興味本位で潜りこむのは構わねーが、迷子になったり行き倒れても面倒見ねーぞ。
自己責任ってヤツだ。
ま、明るいお天道様の下でやったら手が後ろに回るよーな事をしたい連中にゃいいんじゃねえか。
俺?
……ワケあって横浜から逃げてきた。今は情報屋やってる。欲しいネタありゃ言いな、料金は応相談だ。
名義上はコミュの管理人て事になってるが、特に何をするでもねえし、トピ立てはお好きにどうぞ。
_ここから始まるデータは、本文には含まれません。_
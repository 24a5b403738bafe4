use chrono::{DateTime, Utc};
use serde::{Deserialize, Serialize};

/// A persisted user profile from the `users` collection, one per user.
///
/// `total_reviews` and `average_rating` are maintained by the stats
/// synchronizer as a full recompute over the user's review set; they
/// are only guaranteed current after the last synchronizer run.
#[derive(Debug, Clone, Serialize, Deserialize, PartialEq)]
#[serde(rename_all = "camelCase")]
pub struct ProfileRecord {
    pub username: String,
    pub email: String,
    #[serde(default)]
    pub bio: String,
    #[serde(default)]
    pub total_reviews: u32,
    #[serde(default)]
    pub average_rating: f64,
    pub join_date: DateTime<Utc>,
    #[serde(skip_serializing_if = "Option::is_none")]
    pub created_at: Option<DateTime<Utc>>,
    #[serde(skip_serializing_if = "Option::is_none")]
    pub updated_at: Option<DateTime<Utc>>,
}

impl ProfileRecord {
    /// Fresh profile written at registration, before any reviews exist.
    pub fn new(username: impl Into<String>, email: impl Into<String>, now: DateTime<Utc>) -> Self {
        Self {
            username: username.into(),
            email: email.into(),
            bio: String::new(),
            total_reviews: 0,
            average_rating: 0.0,
            join_date: now,
            created_at: Some(now),
            updated_at: Some(now),
        }
    }
}

/// The pair of aggregate fields the synchronizer keeps consistent with
/// the review collection.
#[derive(Debug, Clone, Copy, Serialize, Deserialize, PartialEq)]
#[serde(rename_all = "camelCase")]
pub struct UserStats {
    pub total_reviews: u32,
    pub average_rating: f64,
}
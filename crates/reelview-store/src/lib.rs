pub mod catalog;
pub mod error;
pub mod memory;
pub mod rest;
pub mod traits;

pub use catalog::{CatalogClient, CatalogError};
pub use error::StoreError;
pub use memory::MemoryStore;
pub use rest::RestStore;
pub use traits::DocumentStore;
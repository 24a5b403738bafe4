use reelview_store::StoreError;
use thiserror::Error;
use tracing::{error, warn};

/// Uniform error surface for every service operation. The `Display`
/// text of each variant is the user-facing message; full boundary
/// detail is logged at mapping time, never silently swallowed.
#[derive(Debug, Error, PartialEq, Eq)]
pub enum ServiceError {
    /// Rating or comment out of bounds; rejected before any write.
    #[error("{0}")]
    Validation(String),

    #[error("{0}")]
    NotFound(String),

    /// The boundary reported permission-denied or unauthenticated.
    #[error("{0}")]
    Permission(String),

    /// The boundary is unavailable or a read timed out; callers may
    /// retry or substitute fallback data where defined.
    #[error("{0}")]
    Unavailable(String),

    #[error("{0}")]
    Unknown(String),
}

impl ServiceError {
    /// Map a boundary fault onto the service taxonomy. `what` names
    /// the entity for not-found messages ("Review", "User profile").
    pub fn from_store(err: StoreError, what: &str) -> Self {
        match err {
            StoreError::PermissionDenied => ServiceError::Permission(
                "Access denied. Please check your authentication.".to_string(),
            ),
            StoreError::Unauthenticated => {
                ServiceError::Permission("Authentication required. Please log in.".to_string())
            }
            StoreError::Unavailable(detail) => {
                warn!(%detail, "store unavailable");
                ServiceError::Unavailable(
                    "Service temporarily unavailable. Please try again later.".to_string(),
                )
            }
            StoreError::FailedPrecondition(detail) if detail.contains("index") => {
                warn!(%detail, "store query needs a composite index");
                ServiceError::Unavailable(
                    "Database index required. Using fallback data instead.".to_string(),
                )
            }
            StoreError::FailedPrecondition(detail) => {
                error!(%detail, "store failed precondition");
                ServiceError::Unknown(
                    "Operation failed due to system state. Please refresh and try again."
                        .to_string(),
                )
            }
            StoreError::NotFound => ServiceError::NotFound(format!("{} not found", what)),
            StoreError::Other(detail) => {
                error!(%detail, "unclassified store failure");
                ServiceError::Unknown(
                    "An unexpected error occurred. Please try again.".to_string(),
                )
            }
        }
    }

    /// Mapping for a read that lost the race against its timeout.
    pub fn timed_out(what: &str) -> Self {
        warn!(what, "read timed out");
        ServiceError::Unavailable(
            "Service temporarily unavailable. Please try again later.".to_string(),
        )
    }

    pub fn is_unavailable(&self) -> bool {
        matches!(self, ServiceError::Unavailable(_))
    }
}

#[cfg(test)]
mod tests {
    use super::*;

    #[test]
    fn permission_codes_surface_fixed_messages() {
        let e = ServiceError::from_store(StoreError::PermissionDenied, "Review");
        assert_eq!(
            e.to_string(),
            "Access denied. Please check your authentication."
        );
        let e = ServiceError::from_store(StoreError::Unauthenticated, "Review");
        assert_eq!(e.to_string(), "Authentication required. Please log in.");
    }

    #[test]
    fn not_found_names_the_entity() {
        let e = ServiceError::from_store(StoreError::NotFound, "Review");
        assert_eq!(e, ServiceError::NotFound("Review not found".to_string()));
        let e = ServiceError::from_store(StoreError::NotFound, "User profile");
        assert_eq!(
            e,
            ServiceError::NotFound("User profile not found".to_string())
        );
    }

    #[test]
    fn missing_index_maps_to_unavailable_with_fallback_hint() {
        let e = ServiceError::from_store(
            StoreError::FailedPrecondition("query requires a composite index".to_string()),
            "Review",
        );
        assert!(e.is_unavailable());
        assert!(e.to_string().contains("fallback"));
    }

    #[test]
    fn other_failures_become_generic_unknown() {
        let e = ServiceError::from_store(StoreError::Other("wire exploded".to_string()), "Review");
        assert!(matches!(e, ServiceError::Unknown(_)));
        // Internal detail never leaks into the user-facing message
        assert!(!e.to_string().contains("wire exploded"));
    }
}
タイトルの最初に「〇階」って階数を入れるとわかりやすいかもな。
……んじゃ、もう一眠りすっか(雑誌を顔に被せてソファーに寝転がる)
俺の持ち物が欲しい?物好きだな
(少し考え、左手小指に嵌まったシルバーの指輪を抜き冴来さんに投げて渡す)
ピンキーリングって奴だ。蜘蛛の巣の模様が入ってる……女がするにゃちとゴツいデザインだが文句ゆーなよ
貸すだけだからな。ちゃんと返しにこい
……形見分けは趣味じゃねえ(真剣な顔で冴来さんをまっすぐ見つめぼそっと呟く)
なんだ、お前もニートかよ。寝子島にゃ休暇にきたのか(冗談ぽくライレエさんを眺め)
……馬鹿よせやめろ、来るなって言ったら来んなよ!~っと性悪なメス猫だなお前……!(背もたれにしがみつきじりじりと逃げてソファーから落ちそうになる)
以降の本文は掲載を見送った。